То, что Зельда нездорова, было очевидно уже давно. Не врачам — к медикам Зельда не обращалась, — а всем, кто ее окружал: мужу, родственникам, друзьям, знакомым. В начале сентября 1924 года — на Ривьере разгар бархатного сезона — Скотт прибежал к Мэрфи в отель в четыре утра и в панике сообщил, что Зельда без сознания: приняла большую дозу снотворного; тогда в первый — и далеко не в последний — раз пришлось прибегнуть к морфию. В своих парижских воспоминаниях Морли Каллаган подметил, что страсть к развлечениям причудливо сочеталась у Зельды с отстраненностью, погруженностью в себя. Если Скотт, пока не напивался, обычно говорил без умолку, приставал к собеседникам с вопросами, то Зельда большей частью помалкивала, сидела за столом с отвлеченным видом, натужно улыбаясь чему-то своему, нервно кусала губы. И надолго застывала в одной позе — кататония, симптом, недвусмысленно свидетельствующий о шизофрении. Сара Мэрфи, имевшая возможность наблюдать Зельду изо дня в день, обратила внимание на ее непроницаемый и в то же время какой-то затравленный взгляд. «Ее внутренняя жизнь, — вспоминала Сара, — была никому не ведома. Очень может быть, в голове у нее бродили какие-то тревожные, тайные мысли.
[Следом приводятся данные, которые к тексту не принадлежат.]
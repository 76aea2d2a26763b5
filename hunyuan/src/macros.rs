/// Creates a single chat [`Message`](crate::Message) from a role shorthand.
///
/// Tool replies take the originating call id in brackets.
///
/// ```rust
/// use hunyuan::{Role, hy_msg};
///
/// let message = hy_msg!(assistant => "Done.");
/// assert_eq!(message.role, Role::Assistant);
/// assert_eq!(message.content, "Done.");
///
/// let reply = hy_msg!(tool["call-1"] => "28C");
/// assert_eq!(reply.tool_call_id.as_deref(), Some("call-1"));
/// ```
#[macro_export]
macro_rules! hy_msg {
    (system => $content:expr $(,)?) => {
        $crate::Message::system($content)
    };
    (user => $content:expr $(,)?) => {
        $crate::Message::user($content)
    };
    (assistant => $content:expr $(,)?) => {
        $crate::Message::assistant($content)
    };
    (tool [$id:expr] => $content:expr $(,)?) => {
        $crate::Message::tool_result($id, $content)
    };
    (tool => $content:expr $(,)?) => {
        compile_error!("tool messages need a call id: tool[\"call-1\"] => ...");
    };
    ($role:ident => $content:expr $(,)?) => {
        compile_error!("unsupported role: use system, user, assistant, or tool[id]");
    };
}

/// Creates a `Vec<Message>` from role/content pairs.
///
/// ```rust
/// use hunyuan::{Role, hy_messages};
///
/// let messages = hy_messages![
///     system => "You are concise.",
///     user => "What is the weather in Shenzhen?",
/// ];
///
/// assert_eq!(messages.len(), 2);
/// assert_eq!(messages[0].role, Role::System);
/// assert_eq!(messages[1].role, Role::User);
/// ```
#[macro_export]
macro_rules! hy_messages {
    () => {
        Vec::<$crate::Message>::new()
    };
    ($($role:ident $([$id:expr])? => $content:expr),+ $(,)?) => {
        vec![$($crate::hy_msg!($role $([$id])? => $content)),+]
    };
}

/// Creates a [`Conversation`](crate::Conversation), optionally pinning the model.
///
/// ```rust
/// use hunyuan::hy_conversation;
///
/// let conversation = hy_conversation!(model = "hunyuan-lite"; user => "Hi");
/// assert_eq!(conversation.messages.len(), 1);
/// assert_eq!(conversation.options.model.as_deref(), Some("hunyuan-lite"));
///
/// let plain = hy_conversation!(system => "Be brief.", user => "Hi");
/// assert_eq!(plain.options.model, None);
/// ```
#[macro_export]
macro_rules! hy_conversation {
    (model = $model:expr; $($rest:tt)*) => {
        $crate::Conversation::new($crate::hy_messages![$($rest)*])
            .with_options($crate::ChatOptions::default().with_model($model))
    };
    ($($rest:tt)*) => {
        $crate::Conversation::new($crate::hy_messages![$($rest)*])
    };
}
//! Wrappers that contain panics raised by observability hooks.

use std::panic::{AssertUnwindSafe, catch_unwind};
use std::time::Duration;

use hprovider::{ProviderError, ProviderOperationHooks, ToolCall};
use htooling::{ToolError, ToolExecutionContext, ToolExecutionResult, ToolRuntimeHooks};

fn guarded(hook: &'static str, callback: impl FnOnce()) {
    if catch_unwind(AssertUnwindSafe(callback)).is_err() {
        tracing::warn!(hook, "observability hook panicked");
    }
}

#[derive(Debug, Clone, Default)]
pub struct SafeProviderHooks<H> {
    inner: H,
}

impl<H> SafeProviderHooks<H> {
    pub fn new(inner: H) -> Self {
        Self { inner }
    }

    pub fn inner(&self) -> &H {
        &self.inner
    }
}

impl<H> ProviderOperationHooks for SafeProviderHooks<H>
where
    H: ProviderOperationHooks,
{
    fn on_attempt_start(&self, operation: &str, attempt: u32) {
        guarded("on_attempt_start", || {
            self.inner.on_attempt_start(operation, attempt)
        });
    }

    fn on_retry_scheduled(
        &self,
        operation: &str,
        attempt: u32,
        delay: Duration,
        error: &ProviderError,
    ) {
        guarded("on_retry_scheduled", || {
            self.inner
                .on_retry_scheduled(operation, attempt, delay, error)
        });
    }

    fn on_success(&self, operation: &str, attempts: u32) {
        guarded("on_success", || self.inner.on_success(operation, attempts));
    }

    fn on_failure(&self, operation: &str, attempts: u32, error: &ProviderError) {
        guarded("on_failure", || {
            self.inner.on_failure(operation, attempts, error)
        });
    }
}

#[derive(Debug, Clone, Default)]
pub struct SafeToolHooks<H> {
    inner: H,
}

impl<H> SafeToolHooks<H> {
    pub fn new(inner: H) -> Self {
        Self { inner }
    }

    pub fn inner(&self) -> &H {
        &self.inner
    }
}

impl<H> ToolRuntimeHooks for SafeToolHooks<H>
where
    H: ToolRuntimeHooks,
{
    fn on_execution_start(&self, tool_call: &ToolCall, context: &ToolExecutionContext) {
        guarded("on_execution_start", || {
            self.inner.on_execution_start(tool_call, context)
        });
    }

    fn on_execution_success(
        &self,
        tool_call: &ToolCall,
        context: &ToolExecutionContext,
        result: &ToolExecutionResult,
        elapsed: Duration,
    ) {
        guarded("on_execution_success", || {
            self.inner
                .on_execution_success(tool_call, context, result, elapsed)
        });
    }

    fn on_execution_failure(
        &self,
        tool_call: &ToolCall,
        context: &ToolExecutionContext,
        error: &ToolError,
        elapsed: Duration,
    ) {
        guarded("on_execution_failure", || {
            self.inner
                .on_execution_failure(tool_call, context, error, elapsed)
        });
    }
}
Она была своенравна, капризна, ранима и очень скрытна». И — как, впрочем, и муж — совершенно непредсказуема. «От Зельды, — читаем мы в „Записных книжках“ Фицджеральда, — можно было ждать любых сюрпризов». Однажды в казино, в Жуан-ле-Пен, Зельда вдруг встала из-за стола и, задрав юбку до пояса и ни на кого не обращая внимания, начала танцевать. При этом, как ни трудно это себе представить, держалась с достоинством, которого (вспоминает та же Сара Мэрфи) никогда не теряла, «даже принимая участие в самых вопиющих эскападах». «С Зельдой никто не позволял себе вольностей, — пишет Сара, — и когда в ее присутствии ругали Скотта, она, как тигрица, бросалась на его защиту». Что — добавим от себя — ничуть не мешало ей прилюдно устраивать ему скандалы, обвинять во лжи, в пьянстве, в том, что он совершенно не разбирается в людях. Разбирался и правда неважно — как всякий незлой человек относился к ним лучше, чем они того заслуживали.